Edward Goff, a Highway Design Engineer with the DOT was called as a joint witness by both parties. He did not have any involvement in the subject project, which involved construction of the park and ride lot and sidewalks, widening of Route 59 and improvements to the access ramp to the Thruway, which formed the western boundary of the newly-constructed lot. He has never seen a design report or analysis for the project and has no knowledge whether a pedestrian study was done. Looking at the project plans, he noted that there were neither a parking lot nor sidewalks prior to the 1996 construction. The plans also show that the grade of Route 59 was downhill moving east to west along the curb and was also downhill moving north to south, thus placing the southwest corner of the lot, where the pedestrian ramp is located, at the low point of the area.

Speaking generally, Goff stated that highway designers typically try to capture surface water before it enters a crosswalk, and also that catch basins would typically be placed uphill from a handicap access ramp, with the goal being to prevent “the roadway runoff – which tends to be considerable in the gutter line” from flowing across or accumulating in the crosswalk (Vol II, p 287). He stated that catch basins are generally not placed within a crosswalk or at the base of handicap ramps because such a placement would create a hazard for pedestrians. Instead, basins are usually placed uphill of pedestrian areas, as was basin 124.

Goff stated that a bus stop across the street from a parking lot would be considered a pedestrian generator and that the presence of the pedestrian ramp in question was an indication that the designers expected people to walk from the lot to the bus stop diagonally across Route 59 using the ramp: “The consideration for the handicap ramp is where we expect people to use it” (id. at 328).

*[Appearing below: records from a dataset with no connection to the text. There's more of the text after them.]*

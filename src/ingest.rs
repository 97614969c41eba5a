//! # Asset Ingestion
//!
//! Converts image files into data URIs for the design's asset slots.
//!
//! Reading is async and may finish out of order, so each slot hands out
//! generation tickets: only the most recently started ingestion for a slot
//! may commit its result. A stale completion is dropped and the slot keeps
//! whatever value it had.
//!
//! ```text
//! begin(slot) ──► ticket g      read file ──► data URI
//! begin(slot) ──► ticket g+1    read file ──► data URI
//!                                  │
//!               complete(g)   ✗ stale, dropped
//!               complete(g+1) ✓ committed
//! ```

use std::collections::HashMap;
use std::path::Path;

use base64::Engine;
use base64::engine::general_purpose::STANDARD;
use tracing::{debug, warn};

use crate::design::AssetSlot;
use crate::error::InsigniaError;

/// Proof that an ingestion was started for a slot.
#[derive(Debug, Clone, Copy, PartialEq, Eq)]
pub struct Ticket {
    pub slot: AssetSlot,
    generation: u64,
}

/// Per-slot generation counters.
#[derive(Debug, Clone, Default)]
pub struct AssetGuard {
    generations: HashMap<AssetSlot, u64>,
}

impl AssetGuard {
    pub fn new() -> Self {
        Self::default()
    }

    /// Start an ingestion for `slot`, superseding any in flight.
    pub fn begin(&mut self, slot: AssetSlot) -> Ticket {
        let generation = self.generations.entry(slot).or_insert(0);
        *generation += 1;
        Ticket {
            slot,
            generation: *generation,
        }
    }

    /// Whether `ticket` is still the newest for its slot.
    pub fn is_current(&self, ticket: Ticket) -> bool {
        self.generations.get(&ticket.slot) == Some(&ticket.generation)
    }

    /// Accept or reject a finished ingestion. Returns `true` if the caller
    /// may commit the result.
    pub fn complete(&self, ticket: Ticket) -> bool {
        let current = self.is_current(ticket);
        if !current {
            debug!(slot = ticket.slot.name(), "dropping stale asset completion");
        }
        current
    }
}

/// MIME type for image bytes, by content sniffing first and file name second.
pub fn sniff_mime(bytes: &[u8], name_hint: Option<&Path>) -> Option<String> {
    if let Ok(format) = image::guess_format(bytes) {
        return Some(format.to_mime_type().to_string());
    }
    let head = String::from_utf8_lossy(&bytes[..bytes.len().min(256)]);
    let head = head.trim_start();
    if head.starts_with("<svg") || (head.starts_with("<?xml") && head.contains("<svg")) {
        return Some("image/svg+xml".to_string());
    }
    name_hint
        .and_then(|p| mime_guess::from_path(p).first_raw())
        .filter(|m| m.starts_with("image/"))
        .map(str::to_string)
}

/// Encode image bytes as a `data:` URI.
pub fn data_uri(bytes: &[u8], name_hint: Option<&Path>, max_bytes: u64) -> Result<String, InsigniaError> {
    if bytes.is_empty() {
        return Err(InsigniaError::Asset("empty file".to_string()));
    }
    if bytes.len() as u64 > max_bytes {
        return Err(InsigniaError::Asset(format!(
            "file is {} bytes, limit is {}",
            bytes.len(),
            max_bytes
        )));
    }
    let mime = sniff_mime(bytes, name_hint)
        .ok_or_else(|| InsigniaError::Asset("not a recognized image".to_string()))?;
    Ok(format!("data:{};base64,{}", mime, STANDARD.encode(bytes)))
}

/// Read an image file and encode it as a data URI.
pub async fn read_data_uri(path: &Path, max_bytes: u64) -> Result<String, InsigniaError> {
    let meta = tokio::fs::metadata(path).await.map_err(|e| {
        InsigniaError::Asset(format!("Failed to read {}: {}", path.display(), e))
    })?;
    if meta.len() > max_bytes {
        warn!(path = %path.display(), size = meta.len(), max_bytes, "asset too large");
        return Err(InsigniaError::Asset(format!(
            "{} is {} bytes, limit is {}",
            path.display(),
            meta.len(),
            max_bytes
        )));
    }
    let bytes = tokio::fs::read(path).await.map_err(|e| {
        InsigniaError::Asset(format!("Failed to read {}: {}", path.display(), e))
    })?;
    data_uri(&bytes, Some(path), max_bytes)
}
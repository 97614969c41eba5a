//! Design storage API handlers.

use axum::{
    Json,
    body::Bytes,
    extract::{Path, State},
    http::StatusCode,
};
use serde::Serialize;
use serde_json::Value;
use std::sync::Arc;
use tracing::{debug, info};
use uuid::Uuid;

use crate::design::{AssetSlot, DesignState, DesignStore};
use crate::ingest::{self, Ticket};
use crate::persistence::{self, validate_key};

use super::super::state::AppState;
use super::error_response;

/// Response from the create endpoint.
#[derive(Debug, Serialize)]
pub struct CreatedDesign {
    pub key: String,
    pub design: DesignState,
}

fn checked_key(key: &str) -> Result<(), (StatusCode, String)> {
    validate_key(key).map_err(|e| (StatusCode::BAD_REQUEST, e.to_string()))
}

fn save(state: &AppState, key: &str, design: &DesignState) -> Result<(), (StatusCode, String)> {
    state
        .repository
        .save_design(key, design)
        .map_err(error_response)
}

/// GET /api/designs/:key - Fetch a stored design.
pub async fn get(
    State(state): State<Arc<AppState>>,
    Path(key): Path<String>,
) -> Result<Json<DesignState>, (StatusCode, String)> {
    checked_key(&key)?;
    match state.repository.load_design(&key).map_err(error_response)? {
        Some(design) => Ok(Json(design)),
        None => Err((
            StatusCode::NOT_FOUND,
            format!("No design stored under '{}'", key),
        )),
    }
}

/// PUT /api/designs/:key - Merge a JSON patch into the stored (or default) design.
pub async fn patch(
    State(state): State<Arc<AppState>>,
    Path(key): Path<String>,
    Json(patch): Json<Value>,
) -> Result<Json<DesignState>, (StatusCode, String)> {
    checked_key(&key)?;
    let _write = state.lock_key(&key).await;
    let mut store = DesignStore::new(persistence::load_or_default(state.repository.as_ref(), &key));
    store.replace(&patch).map_err(error_response)?;
    save(&state, &key, store.current())?;
    Ok(Json(store.current().clone()))
}

/// POST /api/designs - Store a new design under a fresh key.
///
/// The body is an optional patch over the default design.
pub async fn create(
    State(state): State<Arc<AppState>>,
    body: Bytes,
) -> Result<(StatusCode, Json<CreatedDesign>), (StatusCode, String)> {
    let mut store = DesignStore::default();
    if !body.is_empty() {
        let patch: Value = serde_json::from_slice(&body)
            .map_err(|e| (StatusCode::BAD_REQUEST, format!("Invalid JSON: {}", e)))?;
        store.replace(&patch).map_err(error_response)?;
    }
    let key = Uuid::new_v4().to_string();
    save(&state, &key, store.current())?;
    info!(key = %key, "created design");
    Ok((
        StatusCode::CREATED,
        Json(CreatedDesign {
            key,
            design: store.current().clone(),
        }),
    ))
}

/// PUT /api/designs/:key/assets/:slot - Upload raw image bytes into a slot.
///
/// A later upload into the same slot supersedes this one; if it lands first
/// this request is answered with 409 and the slot keeps the newer image.
pub async fn upload_asset(
    State(state): State<Arc<AppState>>,
    Path((key, slot)): Path<(String, AssetSlot)>,
    body: Bytes,
) -> Result<Json<DesignState>, (StatusCode, String)> {
    checked_key(&key)?;
    let ticket = state.begin_upload(&key, slot);
    let uri = ingest::data_uri(&body, None, state.config.engine.max_asset_bytes)
        .map_err(error_response)?;
    commit_upload(&state, &key, ticket, uri).await.map(Json)
}

/// Write a finished upload if its ticket is still current.
async fn commit_upload(
    state: &AppState,
    key: &str,
    ticket: Ticket,
    uri: String,
) -> Result<DesignState, (StatusCode, String)> {
    let _write = state.lock_key(key).await;
    if !state.upload_is_current(key, ticket) {
        debug!(key, slot = ticket.slot.name(), "superseded upload dropped");
        return Err((
            StatusCode::CONFLICT,
            format!("A newer upload replaced this {} image", ticket.slot.name()),
        ));
    }
    let mut store = DesignStore::new(persistence::load_or_default(state.repository.as_ref(), key));
    store.update(|d| d.asset_mut(ticket.slot).src = Some(uri));
    save(state, key, store.current())?;
    Ok(store.current().clone())
}

#[cfg(test)]
mod tests {
    use super::*;
    use crate::config::EngineConfig;
    use crate::persistence::MemoryRepository;
    use crate::server::ServerConfig;
    use serde_json::json;

    fn state() -> Arc<AppState> {
        let config = ServerConfig {
            listen_addr: "127.0.0.1:0".into(),
            design_dir: std::env::temp_dir(),
            engine: EngineConfig::default(),
        };
        Arc::new(AppState::with_repository(
            config,
            Arc::new(MemoryRepository::new()),
        ))
    }

    #[tokio::test]
    async fn test_missing_design_is_404() {
        let err = get(State(state()), Path("nothing".into())).await.unwrap_err();
        assert_eq!(err.0, StatusCode::NOT_FOUND);
    }

    #[tokio::test]
    async fn test_patch_then_get() {
        let state = state();
        let Json(design) = patch(
            State(state.clone()),
            Path("cert".into()),
            Json(json!({"guillocheComplexity": 3})),
        )
        .await
        .unwrap();
        assert_eq!(design.guilloche_complexity, 3);

        let Json(loaded) = get(State(state), Path("cert".into())).await.unwrap();
        assert_eq!(loaded, design);
    }

    #[tokio::test]
    async fn test_bad_patch_is_400() {
        let err = patch(
            State(state()),
            Path("cert".into()),
            Json(json!({"borderWidth": "wide"})),
        )
        .await
        .unwrap_err();
        assert_eq!(err.0, StatusCode::BAD_REQUEST);
    }

    #[tokio::test]
    async fn test_bad_key_is_400() {
        let err = get(State(state()), Path("../x".into())).await.unwrap_err();
        assert_eq!(err.0, StatusCode::BAD_REQUEST);
    }

    #[tokio::test]
    async fn test_create_assigns_key() {
        let state = state();
        let (status, Json(created)) = create(
            State(state.clone()),
            Bytes::from_static(br##"{"primaryColor":"#000000"}"##),
        )
        .await
        .unwrap();
        assert_eq!(status, StatusCode::CREATED);
        assert_eq!(created.design.primary_color, "#000000");
        assert!(state.repository.load_design(&created.key).unwrap().is_some());
    }

    #[tokio::test]
    async fn test_upload_asset() {
        let state = state();
        let png = Bytes::from_static(b"\x89PNG\r\n\x1a\n\0\0\0\rIHDR");
        let Json(design) = upload_asset(
            State(state),
            Path(("cert".into(), AssetSlot::Signature)),
            png,
        )
        .await
        .unwrap();
        assert!(
            design
                .signature
                .src
                .as_deref()
                .is_some_and(|s| s.starts_with("data:image/png;base64,"))
        );
    }

    #[tokio::test]
    async fn test_superseded_upload_is_409() {
        let state = state();
        let slow = state.begin_upload("cert", AssetSlot::Logo);
        let fast = state.begin_upload("cert", AssetSlot::Logo);

        let design = commit_upload(&state, "cert", fast, "data:image/png;base64,B".into())
            .await
            .unwrap();
        assert_eq!(design.logo.src.as_deref(), Some("data:image/png;base64,B"));

        let err = commit_upload(&state, "cert", slow, "data:image/png;base64,A".into())
            .await
            .unwrap_err();
        assert_eq!(err.0, StatusCode::CONFLICT);

        let stored = state.repository.load_design("cert").unwrap().unwrap();
        assert_eq!(stored.logo.src.as_deref(), Some("data:image/png;base64,B"));
    }

    #[tokio::test]
    async fn test_uploads_to_other_slots_do_not_conflict() {
        let state = state();
        let logo = state.begin_upload("cert", AssetSlot::Logo);
        let stamp = state.begin_upload("cert", AssetSlot::Stamp);
        commit_upload(&state, "cert", stamp, "data:image/png;base64,S".into())
            .await
            .unwrap();
        let design = commit_upload(&state, "cert", logo, "data:image/png;base64,L".into())
            .await
            .unwrap();
        assert!(design.logo.src.is_some());
        assert!(design.stamp.src.is_some());
    }

    #[tokio::test]
    async fn test_concurrent_patches_are_not_lost() {
        let state = state();
        let mut tasks = Vec::new();
        for (i, field) in ["primaryColor", "secondaryColor", "accentColor", "borderColor"]
            .into_iter()
            .enumerate()
        {
            let state = state.clone();
            tasks.push(tokio::spawn(async move {
                patch(
                    State(state),
                    Path("shared".into()),
                    Json(json!({ field: format!("#00000{}", i) })),
                )
                .await
            }));
        }
        for task in tasks {
            task.await.unwrap().unwrap();
        }

        let stored = state.repository.load_design("shared").unwrap().unwrap();
        assert_eq!(stored.primary_color, "#000000");
        assert_eq!(stored.secondary_color, "#000001");
        assert_eq!(stored.accent_color, "#000002");
        assert_eq!(stored.border_color, "#000003");
    }
}
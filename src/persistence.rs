//! # Design Persistence
//!
//! The design is saved whole, as JSON, under a caller-chosen key. There is
//! no schema migration: a stored record that no longer parses is treated as
//! a read failure and the caller falls back to the default design.

use std::collections::HashMap;
use std::fs;
use std::path::{Path, PathBuf};
use std::sync::Mutex;

use tracing::warn;

use crate::design::DesignState;
use crate::error::InsigniaError;

/// Storage collaborator for designs.
pub trait DesignRepository: Send + Sync {
    /// `Ok(None)` when nothing is stored under `key`.
    fn load_design(&self, key: &str) -> Result<Option<DesignState>, InsigniaError>;

    fn save_design(&self, key: &str, design: &DesignState) -> Result<(), InsigniaError>;
}

/// Load `key`, falling back to the default design on a miss or any error.
pub fn load_or_default(repository: &dyn DesignRepository, key: &str) -> DesignState {
    match repository.load_design(key) {
        Ok(Some(design)) => design,
        Ok(None) => DesignState::default(),
        Err(e) => {
            warn!(key, error = %e, "failed to load design, using default");
            DesignState::default()
        }
    }
}

/// Keys become file names, so they are restricted to `[A-Za-z0-9_-]`.
pub fn validate_key(key: &str) -> Result<(), InsigniaError> {
    let valid = !key.is_empty()
        && key.len() <= 128
        && key
            .chars()
            .all(|c| c.is_ascii_alphanumeric() || c == '-' || c == '_');
    if valid {
        Ok(())
    } else {
        Err(InsigniaError::Persistence(format!("invalid design key {:?}", key)))
    }
}

/// In-process store holding serialized designs.
#[derive(Debug, Default)]
pub struct MemoryRepository {
    designs: Mutex<HashMap<String, String>>,
}

impl MemoryRepository {
    pub fn new() -> Self {
        Self::default()
    }

    /// Store raw JSON under `key` (bypassing serialization).
    #[cfg(test)]
    fn insert_raw(&self, key: &str, json: impl Into<String>) -> Result<(), InsigniaError> {
        self.lock()?.insert(key.to_string(), json.into());
        Ok(())
    }

    fn lock(&self) -> Result<std::sync::MutexGuard<'_, HashMap<String, String>>, InsigniaError> {
        self.designs
            .lock()
            .map_err(|_| InsigniaError::Persistence("design map lock poisoned".to_string()))
    }
}

impl DesignRepository for MemoryRepository {
    fn load_design(&self, key: &str) -> Result<Option<DesignState>, InsigniaError> {
        let designs = self.lock()?;
        match designs.get(key) {
            Some(json) => serde_json::from_str(json)
                .map(Some)
                .map_err(|e| InsigniaError::Persistence(format!("{}: {}", key, e))),
            None => Ok(None),
        }
    }

    fn save_design(&self, key: &str, design: &DesignState) -> Result<(), InsigniaError> {
        let json = serde_json::to_string(design)?;
        self.lock()?.insert(key.to_string(), json);
        Ok(())
    }
}

/// One `<key>.json` file per design in a directory.
#[derive(Debug, Clone)]
pub struct FileRepository {
    dir: PathBuf,
}

impl FileRepository {
    /// Use `dir`, creating it if needed.
    pub fn open(dir: impl Into<PathBuf>) -> Result<Self, InsigniaError> {
        let dir = dir.into();
        fs::create_dir_all(&dir).map_err(|e| {
            InsigniaError::Persistence(format!("Failed to create {}: {}", dir.display(), e))
        })?;
        Ok(Self { dir })
    }

    pub fn dir(&self) -> &Path {
        &self.dir
    }

    fn path_for(&self, key: &str) -> Result<PathBuf, InsigniaError> {
        validate_key(key)?;
        Ok(self.dir.join(format!("{}.json", key)))
    }
}

impl DesignRepository for FileRepository {
    fn load_design(&self, key: &str) -> Result<Option<DesignState>, InsigniaError> {
        let path = self.path_for(key)?;
        let text = match fs::read_to_string(&path) {
            Ok(text) => text,
            Err(e) if e.kind() == std::io::ErrorKind::NotFound => return Ok(None),
            Err(e) => {
                return Err(InsigniaError::Persistence(format!(
                    "Failed to read {}: {}",
                    path.display(),
                    e
                )));
            }
        };
        serde_json::from_str(&text)
            .map(Some)
            .map_err(|e| InsigniaError::Persistence(format!("{}: {}", path.display(), e)))
    }

    fn save_design(&self, key: &str, design: &DesignState) -> Result<(), InsigniaError> {
        let path = self.path_for(key)?;
        let json = serde_json::to_string_pretty(design)?;
        // Temp file, then rename into place.
        let tmp = path.with_extension("json.tmp");
        fs::write(&tmp, json)
            .and_then(|_| fs::rename(&tmp, &path))
            .map_err(|e| {
                InsigniaError::Persistence(format!("Failed to write {}: {}", path.display(), e))
            })
    }
}

#[cfg(test)]
mod tests {
    use super::*;

    #[test]
    fn test_memory_round_trip() {
        let repo = MemoryRepository::new();
        assert_eq!(repo.load_design("a").unwrap(), None);

        let mut design = DesignState::default();
        design.primary_color = "#ff0000".into();
        repo.save_design("a", &design).unwrap();
        assert_eq!(repo.load_design("a").unwrap(), Some(design));
    }

    #[test]
    fn test_corrupt_record_falls_back_to_default() {
        let repo = MemoryRepository::new();
        repo.insert_raw("broken", "{\"primaryColor\": 12").unwrap();
        assert!(repo.load_design("broken").is_err());
        assert_eq!(load_or_default(&repo, "broken"), DesignState::default());
    }

    #[test]
    fn test_file_repository() {
        let dir = tempfile::tempdir().unwrap();
        let repo = FileRepository::open(dir.path().join("designs")).unwrap();
        assert_eq!(repo.load_design("cert-1").unwrap(), None);

        let mut design = DesignState::default();
        design.guilloche_complexity = 4;
        repo.save_design("cert-1", &design).unwrap();
        assert_eq!(repo.load_design("cert-1").unwrap(), Some(design));
        assert!(repo.dir().join("cert-1.json").exists());
    }

    #[test]
    fn test_keys_cannot_escape_directory() {
        let dir = tempfile::tempdir().unwrap();
        let repo = FileRepository::open(dir.path()).unwrap();
        let err = repo
            .save_design("../evil", &DesignState::default())
            .unwrap_err();
        assert!(matches!(err, InsigniaError::Persistence(_)));
        assert!(validate_key("ok_key-1").is_ok());
        assert!(validate_key("").is_err());
    }
}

With respect to drainage, Goff indicated that most projects would include a “drainage analysis” consisting of an examination of the pavement, amount of runoff anticipated and where catch basins should be placed (id. at 306). He was unaware whether such an analysis was done for the subject project. Part of a drainage analysis would include examination of the roadway during a rainstorm, but Goff was not sure if drainage from sidewalks was part of a typical drainage analysis because sidewalks are typically sloped from the back edge to the curb and gutter line, on a two percent grade, so that water can run into the gutter. He stated that a grass or dirt area behind a sidewalk was typically not considered in a drainage analysis because such areas, as opposed to concrete and asphalt, are permeable and generally don’t lead to runoff issues. The goal in designing drainage facilities is to get all of the runoff into the gutter line and thence into the catch basins. Thus, the basins are placed at the bottom of the longitudinal slope, the sidewalk is pitched from the back towards the curb and any runoff from the back of the sidewalk must flow across the sidewalk into the gutter line. Looking at Exhibit 31, a photograph showing the ramp in question, the adjoining sidewalk and grassy areas, the beginning of the crosswalk and the catch basin identified as basin 124 on the plans, Goff observed that it appeared as if the basin was placed so as to capture the roadway runoff and sidewalk runoff before it entered the crosswalk and reached the end of the pedestrian ramp. Looking at the photographs of the end of the ramp and sidewalk taken on the date of the subject incident that show a damp area on the sidewalk laterally adjacent to the end of the ramp (Exhibits 25 and 27), Goff was asked if he considered the grassy area immediately adjacent to the sidewalk a “runoff generator” (id. at 344). After noting that he had never heard that term before, he replied in the negative, stating that most of the rain water and snow melt would seep into the turf.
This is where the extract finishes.